All'inizio la concentrazione delle polveri nel settore non fumatori rispecchiava la situazione esterna di una zona molto trafficata della città, con valori di PM10 tra 50 e 100 µg/m3. Dopo circa 30 minuti si assisteva ad ampie fluttuazioni mentre il locale si riempiva e si registravano valori medi di PM10 attorno ai 120 microgrammi, con un picco a 150. Nella sala dedicata ai fumatori, invece, le polveri fini erano in media attorno ai 230 microgrammi con punte di oltre 300. Se poi si considerano anche le polveri ultrasottili (quelle formate da particelle con un diametro inferiore ai 2,5 micron) le concentrazioni risultavano ancora più alte.
"La separazione fisica del locale per non fumatori e il fatto che sia dotato di un impianto di aerazione indipendente sembra abbastanza efficace nel preservare l'ambiente dedicato a chi non fuma, ma questo è forse l'unico dato positivo messo in luce dal nostro studio" dice Invernizzi. "Per il resto, abbiamo dovuto constatare che la presenza di impianti di aerazione e filtrazione - anche di ottima qualità e potenza - non sono in grado di depurare le polveri fini e ultrafini, ossia quelle di dimensioni inferiori a 2,5 e 1 micron rispettivamente (PM2,5 e PM1) generate dal fumo di sigaretta. E in ogni caso le concentrazioni di PM10 superano sempre di alcuni ordini di grandezza i limiti stabiliti dalle normative per il controllo dell'inquinamento esterno". 
Tenuto conto che in Italia il numero di ristoranti, bar e uffici dotati di aree separate per non fumatori con aerazione indipendente è molto modesto, si deve dedurre che un gran numero di cittadini viene esposto ogni giorno ad alte concentrazioni di particolato fine per periodi di tempo anche prolungati.

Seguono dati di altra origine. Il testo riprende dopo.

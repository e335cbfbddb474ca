use std::net::{Ipv4Addr, SocketAddr};
use std::sync::Arc;

use dashmap::DashMap;
use parking_lot::Mutex;
use tokio::net::TcpSocket;
use tokio::sync::watch;
use tokio::task::JoinHandle;
use tokio_util::sync::CancellationToken;
use tracing::info;
use typed_builder::TypedBuilder;
use uuid::Uuid;

use grid_core::address::Address;
use grid_core::config::client_config::ClientConfig;
use grid_core::config::ConfigBuilder;
use grid_core::message::cluster_view::{ClusterViewEvent, MemberInfo};

use crate::member::{MemberContext, MemberStats, Shared};
use crate::tls::{TlsMaterial, TlsMode};

#[derive(Debug, TypedBuilder)]
pub struct ClusterOptions {
    #[builder(default = 2)]
    members: usize,
    #[builder(default = "dev".to_string(), setter(into))]
    cluster_name: String,
    #[builder(default = 271)]
    partition_count: u32,
    #[builder(default, setter(strip_option))]
    tls: Option<TlsMode>,
    /// Members advertise 10.47.0.x addresses instead of the loopback one
    /// they listen on, the way members behind a NAT do.
    #[builder(default)]
    private_addresses: bool,
    #[builder(default, setter(strip_option, into))]
    token: Option<String>,
}

struct MemberHandle {
    uuid: Uuid,
    port: u16,
    advertised: Address,
    stats: Arc<MemberStats>,
    stop: CancellationToken,
    accept: JoinHandle<()>,
}

struct ClusterState {
    cluster_id: Uuid,
    version: u64,
    next_index: usize,
    members: Vec<MemberHandle>,
    stopped_ports: Vec<u16>,
}

pub(crate) struct ClusterInner {
    shared: Arc<Shared>,
    private_addresses: bool,
    state: Mutex<ClusterState>,
}

impl ClusterInner {
    /// (advertised, public) address of every running member.
    pub(crate) fn endpoints(&self) -> Vec<(Address, Address)> {
        self.state
            .lock()
            .members
            .iter()
            .map(|m| (m.advertised.clone(), Address::new("127.0.0.1", m.port)))
            .collect()
    }
}

/// A cluster of in-process members sharing one storage. Partitions are
/// assigned round robin over the members in join order.
pub struct TestCluster {
    inner: Arc<ClusterInner>,
    tls: Option<TlsMaterial>,
}

impl TestCluster {
    pub async fn start(options: ClusterOptions) -> anyhow::Result<Self> {
        let tls = options.tls.map(TlsMaterial::generate).transpose()?;
        let (views, _) = watch::channel(ClusterViewEvent {
            version: 0,
            members: vec![],
            partitions: vec![],
        });
        let shared = Shared {
            cluster_name: options.cluster_name,
            token: options.token,
            partition_count: options.partition_count,
            storage: DashMap::new(),
            views,
            tls: tls.as_ref().map(TlsMaterial::acceptor),
        };
        let cluster = Self {
            inner: Arc::new(ClusterInner {
                shared: Arc::new(shared),
                private_addresses: options.private_addresses,
                state: Mutex::new(ClusterState {
                    cluster_id: Uuid::new_v4(),
                    version: 0,
                    next_index: 0,
                    members: vec![],
                    stopped_ports: vec![],
                }),
            }),
            tls,
        };
        {
            let mut state = cluster.inner.state.lock();
            for _ in 0..options.members {
                cluster.spawn_member(&mut state, 0)?;
            }
            cluster.publish(&mut state);
        }
        info!("test cluster started with {} members", options.members);
        Ok(cluster)
    }

    pub(crate) fn inner(&self) -> &Arc<ClusterInner> {
        &self.inner
    }

    pub fn tls(&self) -> Option<&TlsMaterial> {
        self.tls.as_ref()
    }

    pub fn cluster_name(&self) -> &str {
        &self.inner.shared.cluster_name
    }

    pub fn cluster_id(&self) -> Uuid {
        self.inner.state.lock().cluster_id
    }

    pub fn version(&self) -> u64 {
        self.inner.state.lock().version
    }

    pub fn size(&self) -> usize {
        self.inner.state.lock().members.len()
    }

    pub fn members(&self) -> Vec<Uuid> {
        self.inner.state.lock().members.iter().map(|m| m.uuid).collect()
    }

    /// Addresses the members put in cluster views.
    pub fn advertised_addresses(&self) -> Vec<Address> {
        self.inner.endpoints().into_iter().map(|(advertised, _)| advertised).collect()
    }

    /// Loopback addresses the members listen on.
    pub fn addresses(&self) -> Vec<Address> {
        self.inner.endpoints().into_iter().map(|(_, public)| public).collect()
    }

    pub fn member_stats(&self) -> Vec<(Uuid, Arc<MemberStats>)> {
        self.inner
            .state
            .lock()
            .members
            .iter()
            .map(|m| (m.uuid, m.stats.clone()))
            .collect()
    }

    pub fn operations(&self) -> u64 {
        self.member_stats().iter().map(|(_, stats)| stats.operations()).sum()
    }

    pub fn foreign_operations(&self) -> u64 {
        self.member_stats().iter().map(|(_, stats)| stats.foreign_operations()).sum()
    }

    /// Number of entries stored under `map` across the cluster.
    pub fn map_size(&self, map: &str) -> usize {
        self.inner.shared.storage.get(map).map(|m| m.len()).unwrap_or(0)
    }

    /// Grows or shrinks the cluster to `target` members. Leaving members are
    /// announced to the survivors before they stop.
    pub async fn scale(&self, target: usize) -> anyhow::Result<()> {
        let leaving = {
            let mut state = self.inner.state.lock();
            while state.members.len() < target {
                self.spawn_member(&mut state, 0)?;
            }
            let keep = target.min(state.members.len());
            let leaving = state.members.split_off(keep);
            self.publish(&mut state);
            leaving
        };
        Self::stop_members(leaving).await;
        info!("test cluster scaled to {} members", target);
        Ok(())
    }

    /// Stops every member, remembering their ports for `resume`.
    pub async fn stop(&self) {
        let members = {
            let mut state = self.inner.state.lock();
            let members = std::mem::take(&mut state.members);
            state.stopped_ports = members.iter().map(|m| m.port).collect();
            members
        };
        Self::stop_members(members).await;
        info!("test cluster stopped");
    }

    /// Restarts the cluster on the same ports as a brand new cluster: new
    /// cluster id, new member uuids, versions counting from the start again.
    pub async fn resume(&self) -> anyhow::Result<()> {
        let mut state = self.inner.state.lock();
        state.cluster_id = Uuid::new_v4();
        state.version = 0;
        for port in std::mem::take(&mut state.stopped_ports) {
            self.spawn_member(&mut state, port)?;
        }
        self.publish(&mut state);
        info!("test cluster resumed as {}", state.cluster_id);
        Ok(())
    }

    /// Client config pointing at this cluster, with TLS material when the
    /// cluster runs TLS.
    pub fn client_config(&self) -> anyhow::Result<ClientConfig> {
        let mut config = ClientConfig::builder().build()?;
        config.cluster_name = self.cluster_name().to_string();
        config.network.addresses = self.addresses().iter().map(ToString::to_string).collect();
        config.network.connection_timeout_millis = 2000;
        config.network.heartbeat_interval_millis = 500;
        config.connection_retry.initial_backoff_millis = 100;
        config.connection_retry.max_backoff_millis = 500;
        config.connection_retry.cluster_connect_timeout_millis = 10_000;
        config.invocation.timeout_millis = 10_000;
        config.invocation.retry_pause_millis = 100;
        if let Some(tls) = &self.tls {
            let ssl = &mut config.network.ssl;
            ssl.enabled = true;
            ssl.ca_path = Some(tls.ca_path.clone());
            ssl.cert_path = tls.client_cert_path.clone();
            ssl.key_path = tls.client_key_path.clone();
            ssl.server_name = Some("localhost".to_string());
        }
        Ok(config)
    }

    fn spawn_member(&self, state: &mut ClusterState, port: u16) -> anyhow::Result<()> {
        let index = state.next_index;
        state.next_index += 1;
        let socket = TcpSocket::new_v4()?;
        socket.set_reuseaddr(true)?;
        socket.bind(SocketAddr::from((Ipv4Addr::LOCALHOST, port)))?;
        let listener = socket.listen(1024)?;
        let port = listener.local_addr()?.port();
        let advertised = if self.inner.private_addresses {
            Address::new(format!("10.47.0.{}", index % 250 + 1), port)
        } else {
            Address::new("127.0.0.1", port)
        };
        let context = Arc::new(MemberContext {
            uuid: Uuid::new_v4(),
            cluster_id: state.cluster_id,
            advertised: advertised.clone(),
            shared: self.inner.shared.clone(),
            stats: Arc::new(MemberStats::default()),
            stop: CancellationToken::new(),
        });
        let handle = MemberHandle {
            uuid: context.uuid,
            port,
            advertised,
            stats: context.stats.clone(),
            stop: context.stop.clone(),
            accept: tokio::spawn(context.clone().accept_loop(listener)),
        };
        info!("member {} listening on 127.0.0.1:{}", handle.advertised, port);
        state.members.push(handle);
        Ok(())
    }

    fn publish(&self, state: &mut ClusterState) {
        state.version += 1;
        let members: Vec<MemberInfo> = state
            .members
            .iter()
            .map(|m| MemberInfo {
                uuid: m.uuid.as_u128(),
                address: m.advertised.clone(),
            })
            .collect();
        let partitions = if members.is_empty() {
            vec![]
        } else {
            (0..self.inner.shared.partition_count as usize)
                .map(|p| members[p % members.len()].uuid)
                .collect()
        };
        self.inner.shared.views.send_replace(ClusterViewEvent {
            version: state.version,
            members,
            partitions,
        });
    }

    async fn stop_members(members: Vec<MemberHandle>) {
        for member in &members {
            member.stop.cancel();
        }
        for member in members {
            let _ = member.accept.await;
        }
    }
}

impl Drop for TestCluster {
    fn drop(&mut self) {
        for member in self.inner.state.lock().members.iter() {
            member.stop.cancel();
        }
    }
}

#[cfg(test)]
mod tests {
    use crate::cluster::{ClusterOptions, TestCluster};

    #[tokio::test]
    async fn test_scale_bumps_version() -> anyhow::Result<()> {
        let cluster = TestCluster::start(ClusterOptions::builder().members(2).build()).await?;
        assert_eq!(cluster.version(), 1);
        cluster.scale(4).await?;
        assert_eq!(cluster.size(), 4);
        assert_eq!(cluster.version(), 2);
        cluster.scale(1).await?;
        assert_eq!(cluster.size(), 1);
        assert_eq!(cluster.version(), 3);
        Ok(())
    }

    #[tokio::test]
    async fn test_resume_is_a_new_cluster() -> anyhow::Result<()> {
        let cluster = TestCluster::start(ClusterOptions::builder().members(2).build()).await?;
        let id = cluster.cluster_id();
        let addresses = cluster.addresses();
        cluster.stop().await;
        assert_eq!(cluster.size(), 0);
        cluster.resume().await?;
        assert_ne!(cluster.cluster_id(), id);
        assert_eq!(cluster.version(), 1);
        assert_eq!(cluster.addresses(), addresses);
        Ok(())
    }
}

Ciò vale per gli avventori dei locali pubblici (che, almeno in alcuni casi, possono scegliere se stare o meno nelle sale fumatori), ma vale soprattutto per i dipendenti dei locali, a cui questa scelta non è data. E vale ancora di più per chi lavora in uffici o, comunque, in ambienti chiusi dove non vige il divieto di fumo e non sono istallati sistemi di ventilazione efficaci.
Si potrebbe obiettare agli autori dello studio che i limiti di legge per il PM10 esterno si riferiscono alla concentrazione media nelle 24 ore, mentre i loro dati riguardano esposizioni acute. A questo proposito i ricercatori spiegano che la rilevazione delle polveri in ambienti chiusi è una relativa novità, resa possibile dalla recente messa a punto di misuratori portatili, come quello utilizzato per questa rilevazione sul campo. Si prevede e si auspica, quindi, che in futuro vengano condotti studi prolungati. "Nel frattempo" sottolinea Invernizzi "bisogna ricordare che un'esposizione ad alte concentrazioni di particolato ambientale anche per periodi inferiori alle 12 ore è in grado di provocare disturbi respiratori, e che è sufficiente un'esposizione di 30 minuti al fumo di sigaretta per produrre alterazioni del flusso coronarico in un non fumatore".